2009/10/2 Erling Hellenäs <[email protected]>:
> ... When I work in Haskell I miss the
> efficient notation of J and APL though. It seems you could
> create something like J as a compiled language written in
> Haskell or as an extension to Haskell. Anyone gave it a try
> or have related ideas ?

I like to consider J as a mariage of two relatively independent
languages: one for array manipulation and one for functional
programming.  When programming in Haskell, I sometimes tend to
miss some of the ways functions can be composed in J.  So I
imitate J in Haskell.  The data models of the two languages are
vastly different, but as long as functional programming is
concerned, it is possible to add some J to Haskell.

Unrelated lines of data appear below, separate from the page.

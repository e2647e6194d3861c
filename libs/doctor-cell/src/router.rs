use std::sync::Arc;

use axum::{routing::get, Router};

use shared_config::AppConfig;

use crate::handlers;

pub fn doctor_routes(state: Arc<AppConfig>) -> Router {
    let public_routes = Router::new()
        .route("/{doctor_id}/availability", get(handlers::get_doctor_availability_public));

    Router::new()
        .merge(public_routes)
        .with_state(state)
}
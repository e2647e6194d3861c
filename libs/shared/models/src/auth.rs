use chrono::{DateTime, Utc};
use serde::{Deserialize, Serialize};

#[derive(Debug, Serialize, Deserialize)]
pub struct JwtHeader {
    pub alg: String,
    pub typ: String,
}

#[derive(Debug, Serialize, Deserialize)]
pub struct JwtClaims {
    pub sub: String,
    pub exp: Option<u64>,
    pub email: Option<String>,
    pub role: Option<String>,
    pub name: Option<String>,
    pub iat: Option<u64>,
}

#[derive(Debug, Clone, Copy, PartialEq, Eq, Serialize, Deserialize)]
#[serde(rename_all = "lowercase")]
pub enum Role {
    Patient,
    Doctor,
    Admin,
}

impl Role {
    /// Unknown or missing roles are treated as the least privileged one.
    pub fn from_claim(role: Option<&str>) -> Self {
        match role.map(|r| r.to_ascii_lowercase()).as_deref() {
            Some("admin") => Role::Admin,
            Some("doctor") => Role::Doctor,
            _ => Role::Patient,
        }
    }
}

#[derive(Debug, Clone, Serialize, Deserialize)]
pub struct User {
    pub id: String,
    pub email: Option<String>,
    pub name: Option<String>,
    pub role: Role,
    pub created_at: Option<DateTime<Utc>>,
}

impl User {
    pub fn is_admin(&self) -> bool {
        self.role == Role::Admin
    }
}

/// Authenticated caller for the lifetime of one request.
///
/// Built by the auth middleware after the bearer token validates and handed
/// to handlers through request extensions. The access token is forwarded to
/// the clinic API on the caller's behalf.
#[derive(Debug, Clone)]
pub struct Session {
    pub user: User,
    pub access_token: String,
}

impl Session {
    pub fn new(user: User, access_token: impl Into<String>) -> Self {
        Self {
            user,
            access_token: access_token.into(),
        }
    }

    pub fn user_id(&self) -> &str {
        &self.user.id
    }

    /// Patients may only act for themselves; admins may act for anyone.
    pub fn can_act_for(&self, user_id: &str) -> bool {
        self.user.is_admin() || self.user.id == user_id
    }
}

For example, I can define:

psi f g x y = f (g x) (g y)
( or, if you prefer: psi f g x y = (g x) `f` (g y) )

which is analogous to J's dyadic &, a.k.a. the ‘Ψ-combinator’
elsewhere.  In turn, this makes it possible to define, e.g.:

comparing = psi compare

( assuming the type for the function comparing:
comparing :: Ord a => (b -> a) -> b -> b -> Ordering .)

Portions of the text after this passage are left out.